[YOUR GOAL] What lines below hold the string "which"? Copy them all.

[DATA RECORDS]
____________

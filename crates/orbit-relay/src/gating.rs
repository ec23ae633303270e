//! The read-only scope gate and the ACP write/capability gate (§4.5 steps
//! 2–3), plus thread-id extraction from a JSON-RPC params object (step 4).

use orbit_core::ThreadId;
use serde_json::Value;

/// Methods a `read_only`-scoped client may call regardless of this list,
/// beyond the suffix rule below.
const SAFE_METHODS: &[&str] = &[
    "thread/list",
    "thread/read",
    "thread/get",
    "thread/messages",
    "thread/events",
    "thread/history",
    "model/list",
    "health",
    "status",
];

/// Mutating methods that trigger the ACP write gate when targeting a
/// non-default provider's thread.
const MUTATING_METHODS: &[&str] = &["turn/start", "turn/stop", "thread/rename", "thread/archive", "thread/delete"];

/// `turn/start`'s alias, routed directly to the adapter rather than
/// forwarded to the anchor (§4.5 step 3).
pub const SEND_PROMPT_ALIASES: &[&str] = &["turn/start", "sendPrompt"];

/// Whether `method` is admitted for a `read_only`-scoped client.
#[must_use]
pub fn is_safe_method(method: &str) -> bool {
    SAFE_METHODS.contains(&method)
        || method.ends_with("/list")
        || method.ends_with("/get")
        || method.ends_with("/read")
        || method.ends_with("/status")
}

/// Whether `method` mutates state and therefore triggers the ACP write
/// gate against a non-default-provider thread.
#[must_use]
pub fn is_mutating_method(method: &str) -> bool {
    MUTATING_METHODS.contains(&method) || SEND_PROMPT_ALIASES.contains(&method)
}

/// Extract a thread id from the common positions a client's `params`
/// object carries one (§4.5 step 4).
#[must_use]
pub fn extract_thread_id(params: &Value) -> Option<ThreadId> {
    const PATHS: &[&[&str]] = &[
        &["threadId"],
        &["thread_id"],
        &["turn", "threadId"],
        &["item", "threadId"],
        &["thread", "id"],
    ];

    for path in PATHS {
        if let Some(value) = dig(params, path) {
            if let Some(wire) = value.as_str() {
                return Some(ThreadId::parse(wire));
            }
        }
    }
    None
}

fn dig<'a>(value: &'a Value, path: &[&str]) -> Option<&'a Value> {
    let mut current = value;
    for key in path {
        current = current.get(key)?;
    }
    Some(current)
}

#[cfg(test)]
mod tests {
    use super::*;
    use serde_json::json;

    #[test]
    fn explicit_safe_methods_are_admitted() {
        assert!(is_safe_method("thread/list"));
        assert!(is_safe_method("health"));
    }

    #[test]
    fn suffix_rule_admits_unlisted_list_get_read_status_methods() {
        assert!(is_safe_method("model/get"));
        assert!(is_safe_method("provider/status"));
        assert!(is_safe_method("admin/token/sessions/list"));
    }

    #[test]
    fn mutating_methods_are_not_safe() {
        assert!(!is_safe_method("turn/start"));
        assert!(!is_safe_method("thread/archive"));
    }

    #[test]
    fn send_prompt_alias_is_mutating() {
        assert!(is_mutating_method("sendPrompt"));
        assert!(is_mutating_method("turn/start"));
        assert!(!is_mutating_method("thread/list"));
    }

    #[test]
    fn extracts_thread_id_from_every_documented_position() {
        assert_eq!(extract_thread_id(&json!({"threadId": "codex:a"})).map(|t| t.to_string()), Some("codex:a".into()));
        assert_eq!(extract_thread_id(&json!({"thread_id": "codex:b"})).map(|t| t.to_string()), Some("codex:b".into()));
        assert_eq!(
            extract_thread_id(&json!({"turn": {"threadId": "codex:c"}})).map(|t| t.to_string()),
            Some("codex:c".into())
        );
        assert_eq!(
            extract_thread_id(&json!({"item": {"threadId": "codex:d"}})).map(|t| t.to_string()),
            Some("codex:d".into())
        );
        assert_eq!(
            extract_thread_id(&json!({"thread": {"id": "codex:e"}})).map(|t| t.to_string()),
            Some("codex:e".into())
        );
    }

    #[test]
    fn missing_thread_id_is_none() {
        assert_eq!(extract_thread_id(&json!({"foo": "bar"})), None);
    }
}
//! Thread id parsing and rendering.
//!
//! The `"<providerId>:<providerSessionId>"` prefix is load-bearing: it is
//! how the relay detects which adapter owns a thread and how it injects
//! capabilities (§9 design notes). A bare id (no colon) means the default
//! provider. Provider ids must never contain a colon.

use std::fmt;

use crate::ids::DEFAULT_PROVIDER;

/// A parsed thread id: which provider owns it, and the provider-internal
/// session id.
///
/// `providerId` is immutable once a thread is first observed — the relay
/// never re-derives it from anything but the wire string.
#[derive(Debug, Clone, PartialEq, Eq, Hash)]
pub struct ThreadId {
    provider: String,
    session_id: String,
}

impl ThreadId {
    /// Build a thread id for the given provider and provider-internal
    /// session id.
    pub fn new(provider: impl Into<String>, session_id: impl Into<String>) -> Self {
        Self {
            provider: provider.into(),
            session_id: session_id.into(),
        }
    }

    /// Build a thread id owned by the default provider.
    pub fn default_provider(session_id: impl Into<String>) -> Self {
        Self::new(DEFAULT_PROVIDER, session_id)
    }

    /// Parse a wire-form thread id.
    ///
    /// `"foo:bar"` parses to provider `foo`, session `bar`. A string with
    /// no colon is treated as a default-provider session id. Only the
    /// first colon is significant — provider-internal session ids may
    /// themselves contain colons.
    pub fn parse(wire: &str) -> Self {
        match wire.split_once(':') {
            Some((provider, session_id)) if !provider.is_empty() => {
                Self::new(provider, session_id)
            }
            _ => Self::default_provider(wire),
        }
    }

    /// The provider id that owns this thread.
    #[must_use]
    pub fn provider(&self) -> &str {
        &self.provider
    }

    /// The provider-internal session id.
    #[must_use]
    pub fn session_id(&self) -> &str {
        &self.session_id
    }

    /// Whether this thread belongs to the default provider (the anchor).
    #[must_use]
    pub fn is_default_provider(&self) -> bool {
        self.provider == DEFAULT_PROVIDER
    }
}

impl fmt::Display for ThreadId {
    fn fmt(&self, f: &mut fmt::Formatter<'_>) -> fmt::Result {
        if self.is_default_provider() {
            write!(f, "{}", self.session_id)
        } else {
            write!(f, "{}:{}", self.provider, self.session_id)
        }
    }
}

impl From<&str> for ThreadId {
    fn from(wire: &str) -> Self {
        Self::parse(wire)
    }
}

impl From<String> for ThreadId {
    fn from(wire: String) -> Self {
        Self::parse(&wire)
    }
}

#[cfg(test)]
mod tests {
    use super::*;

    #[test]
    fn bare_id_is_default_provider() {
        let t = ThreadId::parse("abc123");
        assert_eq!(t.provider(), DEFAULT_PROVIDER);
        assert_eq!(t.session_id(), "abc123");
        assert_eq!(t.to_string(), "abc123");
    }

    #[test]
    fn prefixed_id_round_trips() {
        let t = ThreadId::parse("copilot-acp:xyz");
        assert_eq!(t.provider(), "copilot-acp");
        assert_eq!(t.session_id(), "xyz");
        assert_eq!(t.to_string(), "copilot-acp:xyz");
    }

    #[test]
    fn session_id_may_contain_colons() {
        let t = ThreadId::parse("codex:session:with:colons");
        assert_eq!(t.provider(), "codex");
        assert_eq!(t.session_id(), "session:with:colons");
    }

    #[test]
    fn leading_colon_is_not_a_provider_prefix() {
        let t = ThreadId::parse(":weird");
        assert!(t.is_default_provider());
        assert_eq!(t.session_id(), ":weird");
    }
}
//! Wires every WebSocket and HTTP handler into one `axum::Router` bound
//! to a [`RelayState`] (§6 "External Interfaces").

use axum::routing::{get, patch, post, put};
use axum::Router;

use crate::http;
use crate::state::RelayState;

/// Build the relay's full `axum::Router`. `orbit-server` layers its own
/// `TraceLayer`/`CorsLayer` on top of this and binds it to a listener.
#[must_use]
pub fn build(state: RelayState) -> Router {
    Router::new()
        .route("/ws", get(crate::ws::client::handler))
        .route("/ws/client", get(crate::ws::client::handler))
        .route("/ws/anchor", get(crate::ws::anchor::handler))
        .route("/health", get(http::health::handler))
        .route("/admin/status", get(http::admin::status))
        .route("/admin/validate", get(http::admin::validate))
        .route("/admin/repair", post(http::admin::repair))
        .route("/admin/token/rotate", post(http::admin::rotate_token))
        .route("/admin/token/sessions", get(http::admin::list_sessions))
        .route("/admin/token/sessions/new", post(http::admin::new_session))
        .route("/admin/token/sessions/revoke", post(http::admin::revoke_session))
        .route("/admin/pair/new", post(http::admin::pair_new))
        .route("/pair/consume", post(http::admin::pair_consume))
        .route("/admin/pair/qr.svg", get(http::admin::pair_qr))
        .route("/admin/cli/run", post(http::cli::run))
        .route("/threads/:id/events", get(http::threads::events))
        .route("/api/threads/:id/search", get(http::threads::search))
        .route("/api/threads/:id/export", get(http::threads::export))
        .route("/api/threads/import", post(http::threads::import))
        .route("/api/threads/:id/archive", patch(http::threads::archive))
        .route("/api/config/providers", get(http::config_providers::list).patch(http::config_providers::patch))
        .route("/uploads/new", post(http::uploads::new_upload))
        .route("/uploads/:token", put(http::uploads::upload_body))
        .route("/u/:token", get(http::uploads::serve_upload))
        .with_state(state)
}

____________

[ANSWER BOX]
//! how the relay detects which adapter owns a thread and how it injects
/// A parsed thread id: which provider owns it, and the provider-internal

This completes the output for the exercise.